REQUIRED WORK:
Every line of the material below in which "them" shows up is to be located and copied.

PROVIDED DATA:

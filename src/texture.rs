//! RGBA8 textures and the samplers that read them.

use std::fmt;

use image::RgbaImage;

use crate::{
    context::Context,
    error::{Error, Result},
    gl::GlBackend,
};

/// Parameters for [`Context::create_texture`].
#[derive(Debug, Clone, Copy, PartialEq, Eq)]
pub struct TextureDescriptor<'a> {
    /// `[width, height]` in pixels.
    pub size: [u32; 2],
    /// Tightly packed RGBA8 rows for level 0, or `None` to leave the
    /// storage undefined.
    pub pixels: Option<&'a [u8]>,
    /// Number of mip levels. When `pixels` is given, the levels after the
    /// first are generated from it.
    pub levels: u32,
}

impl Default for TextureDescriptor<'_> {
    fn default() -> Self {
        Self {
            size: [1, 1],
            pixels: None,
            levels: 1,
        }
    }
}

/// An immutable-storage 2D texture.
///
/// Release with [`destroy`](Self::destroy); dropping leaks the GL object.
pub struct Texture<G: GlBackend> {
    raw: G::Texture,
    size: [u32; 2],
    levels: u32,
}

/// A sampler paired with the texture it reads.
///
/// Bind it by name through a
/// [`ResourceBinding`](crate::resources::ResourceBinding). Destroying the
/// texture while a pipeline still samples it is undefined behaviour.
pub struct Sampler<G: GlBackend> {
    raw: G::Sampler,
    texture: G::Texture,
}

impl<G: GlBackend> Context<G> {
    /// Allocate texture storage and upload level 0.
    ///
    /// Uploads go through the last combined texture unit so units bound by
    /// pipelines are left untouched.
    ///
    /// # Errors
    ///
    /// Fails on a zero-sized texture, an impossible level count, pixel data
    /// whose length is not `width * height * 4`, or if the driver cannot
    /// create the texture.
    pub fn create_texture(&mut self, descriptor: &TextureDescriptor<'_>) -> Result<Texture<G>> {
        let [width, height] = descriptor.size;
        let (w, h) = match (i32::try_from(width), i32::try_from(height)) {
            (Ok(w), Ok(h)) if w > 0 && h > 0 => (w, h),
            _ => {
                return Err(Error::InvalidTexture(format!(
                    "unsupported size {width}x{height}"
                )))
            }
        };

        let max_levels = 32 - width.max(height).leading_zeros();
        if descriptor.levels == 0 || descriptor.levels > max_levels {
            return Err(Error::InvalidTexture(format!(
                "{} mip level(s) requested for {width}x{height}, at most {max_levels} possible",
                descriptor.levels
            )));
        }
        // Bounded by `max_levels` above.
        #[expect(clippy::cast_possible_wrap)]
        let levels = descriptor.levels as i32;

        if let Some(pixels) = descriptor.pixels {
            let expected = u64::from(width) * u64::from(height) * 4;
            if pixels.len() as u64 != expected {
                return Err(Error::InvalidTexture(format!(
                    "{} byte(s) of pixel data for {width}x{height}, expected {expected}",
                    pixels.len()
                )));
            }
        }

        let gl = self.gl();
        let raw = unsafe { gl.create_texture() }.map_err(Error::Gl)?;
        unsafe {
            gl.active_texture(self.staging_unit());
            gl.bind_texture(glow::TEXTURE_2D, Some(raw));
            gl.tex_storage_2d(glow::TEXTURE_2D, levels, glow::RGBA8, w, h);
            if let Some(pixels) = descriptor.pixels {
                gl.tex_sub_image_2d(
                    glow::TEXTURE_2D,
                    0,
                    0,
                    0,
                    w,
                    h,
                    glow::RGBA,
                    glow::UNSIGNED_BYTE,
                    pixels,
                );
                if levels > 1 {
                    gl.generate_mipmap(glow::TEXTURE_2D);
                }
            }
            gl.bind_texture(glow::TEXTURE_2D, None);
        }

        log::debug!("created {width}x{height} texture with {levels} level(s)");

        Ok(Texture {
            raw,
            size: descriptor.size,
            levels: descriptor.levels,
        })
    }

    /// Upload a decoded image as a texture.
    ///
    /// # Errors
    ///
    /// See [`create_texture`](Self::create_texture).
    pub fn create_texture_from_image(&mut self, image: &RgbaImage, levels: u32) -> Result<Texture<G>> {
        let (width, height) = image.dimensions();
        self.create_texture(&TextureDescriptor {
            size: [width, height],
            pixels: Some(image.as_raw()),
            levels,
        })
    }

    /// Create a linearly filtered sampler for `texture`.
    ///
    /// # Errors
    ///
    /// Fails if the driver cannot create the sampler.
    pub fn create_sampler(&mut self, texture: &Texture<G>) -> Result<Sampler<G>> {
        let gl = self.gl();
        let raw = unsafe { gl.create_sampler() }.map_err(Error::Gl)?;

        // GL enum values fit in an i32.
        #[expect(clippy::cast_possible_wrap)]
        unsafe {
            gl.sampler_parameter_i32(raw, glow::TEXTURE_MIN_FILTER, glow::LINEAR as i32);
            gl.sampler_parameter_i32(raw, glow::TEXTURE_MAG_FILTER, glow::LINEAR as i32);
        }

        Ok(Sampler {
            raw,
            texture: texture.raw,
        })
    }
}

impl<G: GlBackend> fmt::Debug for Texture<G> {
    fn fmt(&self, f: &mut fmt::Formatter<'_>) -> fmt::Result {
        f.debug_struct("Texture")
            .field("raw", &self.raw)
            .field("size", &self.size)
            .field("levels", &self.levels)
            .finish()
    }
}

impl<G: GlBackend> Texture<G> {
    /// The GL texture name.
    pub fn raw(&self) -> G::Texture {
        self.raw
    }

    /// `[width, height]` in pixels.
    pub fn size(&self) -> [u32; 2] {
        self.size
    }

    /// Number of mip levels.
    pub fn levels(&self) -> u32 {
        self.levels
    }

    /// Delete the GL texture.
    pub fn destroy(self, ctx: &mut Context<G>) {
        unsafe { ctx.gl().delete_texture(self.raw) };
    }
}

impl<G: GlBackend> fmt::Debug for Sampler<G> {
    fn fmt(&self, f: &mut fmt::Formatter<'_>) -> fmt::Result {
        f.debug_struct("Sampler")
            .field("raw", &self.raw)
            .field("texture", &self.texture)
            .finish()
    }
}

impl<G: GlBackend> Sampler<G> {
    /// The GL sampler name.
    pub fn raw(&self) -> G::Sampler {
        self.raw
    }

    /// The texture this sampler reads.
    pub fn texture(&self) -> G::Texture {
        self.texture
    }

    /// Delete the GL sampler. The texture is not affected.
    pub fn destroy(self, ctx: &mut Context<G>) {
        unsafe { ctx.gl().delete_sampler(self.raw) };
    }
}
//! Shader programs: compilation, linking and introspection.

use std::fmt;

use crate::{
    context::Context,
    error::{Error, ProgramError, Result, ShaderStage},
    gl::GlBackend,
    reflection::Reflection,
};

/// `#version` line used for the fallback fragment shader when the vertex
/// shader does not declare one.
const DEFAULT_GLSL_VERSION: &str = "#version 330 core";

/// Parameters for [`Context::create_program`].
#[derive(Debug, Clone, Copy, Default, PartialEq, Eq)]
pub struct ProgramDescriptor<'a> {
    /// Vertex shader source.
    pub vertex_shader: &'a str,
    /// Fragment shader source. Transform-only programs may omit it; an empty
    /// shader with the vertex shader's `#version` is used instead.
    pub fragment_shader: Option<&'a str>,
    /// Vertex outputs captured by transform feedback, interleaved in this
    /// order.
    pub outputs: &'a [&'a str],
}

/// A linked shader program and its introspection tables.
///
/// Release with [`destroy`](Self::destroy); dropping leaks the GL objects.
pub struct Program<G: GlBackend> {
    raw: G::Program,
    reflection: Reflection,
    transform_feedback: Option<G::TransformFeedback>,
}

impl<G: GlBackend> Context<G> {
    /// Compile and link a program, then record its active attributes,
    /// uniform blocks and sampler uniforms.
    ///
    /// Uniform block `i` is bound to uniform buffer binding point `i`, and
    /// sampler uniforms are assigned texture units `0, 1, ...` in the order
    /// the driver reports them.
    ///
    /// # Errors
    ///
    /// Returns [`ProgramError`] with the driver log if a stage fails to
    /// compile or the program fails to link. Nothing is left allocated on
    /// failure.
    pub fn create_program(&mut self, descriptor: &ProgramDescriptor<'_>) -> Result<Program<G>> {
        let gl = self.gl().as_ref();

        let fallback;
        let fragment_src = match descriptor.fragment_shader {
            Some(source) => source,
            None => {
                fallback = fallback_fragment_source(descriptor.vertex_shader);
                &fallback
            }
        };

        let raw = unsafe { gl.create_program() }.map_err(Error::Gl)?;

        let vs = match unsafe { compile_shader(gl, ShaderStage::Vertex, descriptor.vertex_shader) } {
            Ok(shader) => shader,
            Err(err) => {
                unsafe { gl.delete_program(raw) };
                return Err(err);
            }
        };
        let fs = match unsafe { compile_shader(gl, ShaderStage::Fragment, fragment_src) } {
            Ok(shader) => shader,
            Err(err) => {
                unsafe {
                    gl.delete_shader(vs);
                    gl.delete_program(raw);
                }
                return Err(err);
            }
        };

        let transform_feedback = if descriptor.outputs.is_empty() {
            None
        } else {
            match unsafe { gl.create_transform_feedback() } {
                Ok(transform_feedback) => Some(transform_feedback),
                Err(err) => {
                    unsafe {
                        gl.delete_shader(vs);
                        gl.delete_shader(fs);
                        gl.delete_program(raw);
                    }
                    return Err(Error::Gl(err));
                }
            }
        };

        unsafe {
            gl.attach_shader(raw, vs);
            gl.attach_shader(raw, fs);
            if transform_feedback.is_some() {
                gl.transform_feedback_varyings(raw, descriptor.outputs, glow::INTERLEAVED_ATTRIBS);
            }
            gl.link_program(raw);

            if !gl.get_program_link_status(raw) {
                let log = gl.get_program_info_log(raw);
                gl.delete_program(raw);
                gl.delete_shader(vs);
                gl.delete_shader(fs);
                if let Some(transform_feedback) = transform_feedback {
                    gl.delete_transform_feedback(transform_feedback);
                }
                return Err(ProgramError::Link(log).into());
            }

            // Shaders can be detached and deleted after successful linking.
            gl.detach_shader(raw, vs);
            gl.detach_shader(raw, fs);
            gl.delete_shader(vs);
            gl.delete_shader(fs);
        }

        let reflection = unsafe { Reflection::introspect(gl, raw, descriptor.outputs) };
        unsafe { gl.use_program(None) };

        log::debug!(
            "linked program {raw:?}: {} attribute(s), {} uniform block(s), {} sampler(s), {} output(s)",
            reflection.attributes().len(),
            reflection.uniform_blocks().len(),
            reflection.samplers().len(),
            reflection.outputs().len(),
        );

        Ok(Program {
            raw,
            reflection,
            transform_feedback,
        })
    }
}

impl<G: GlBackend> fmt::Debug for Program<G> {
    fn fmt(&self, f: &mut fmt::Formatter<'_>) -> fmt::Result {
        f.debug_struct("Program")
            .field("raw", &self.raw)
            .field("reflection", &self.reflection)
            .field("transform_feedback", &self.transform_feedback)
            .finish()
    }
}

impl<G: GlBackend> Program<G> {
    /// The GL program name.
    pub fn raw(&self) -> G::Program {
        self.raw
    }

    /// Introspection tables recorded at link time.
    pub fn reflection(&self) -> &Reflection {
        &self.reflection
    }

    /// Whether the program was linked with transform feedback outputs.
    pub fn has_outputs(&self) -> bool {
        self.transform_feedback.is_some()
    }

    pub(crate) fn transform_feedback(&self) -> Option<G::TransformFeedback> {
        self.transform_feedback
    }

    /// Delete the program and its transform feedback object.
    pub fn destroy(self, ctx: &mut Context<G>) {
        let gl = ctx.gl();
        unsafe {
            gl.delete_program(self.raw);
            if let Some(transform_feedback) = self.transform_feedback {
                gl.delete_transform_feedback(transform_feedback);
            }
        }
    }
}

/// An empty fragment shader matching the vertex shader's GLSL version.
fn fallback_fragment_source(vertex_src: &str) -> String {
    let version = vertex_src
        .trim_start()
        .lines()
        .next()
        .map(str::trim)
        .filter(|line| line.starts_with("#version"))
        .unwrap_or(DEFAULT_GLSL_VERSION);
    format!("{version}\nvoid main() {{}}\n")
}

/// Compile a single shader stage from source.
///
/// # Safety
///
/// Requires `gl` to be current.
unsafe fn compile_shader<G: GlBackend>(
    gl: &G,
    stage: ShaderStage,
    source: &str,
) -> Result<G::Shader> {
    let shader_type = match stage {
        ShaderStage::Vertex => glow::VERTEX_SHADER,
        ShaderStage::Fragment => glow::FRAGMENT_SHADER,
    };

    unsafe {
        let shader = gl.create_shader(shader_type).map_err(Error::Gl)?;
        // `#version` must be the first line, so drop leading indentation and
        // blank lines from inline sources.
        gl.shader_source(shader, source.trim());
        gl.compile_shader(shader);

        if !gl.get_shader_compile_status(shader) {
            let log = gl.get_shader_info_log(shader);
            gl.delete_shader(shader);
            return Err(ProgramError::Compile { stage, log }.into());
        }

        Ok(shader)
    }
}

RESULT FOR THIS TASK:
//! RGBA8 textures and the samplers that read them.
    /// the driver reports them.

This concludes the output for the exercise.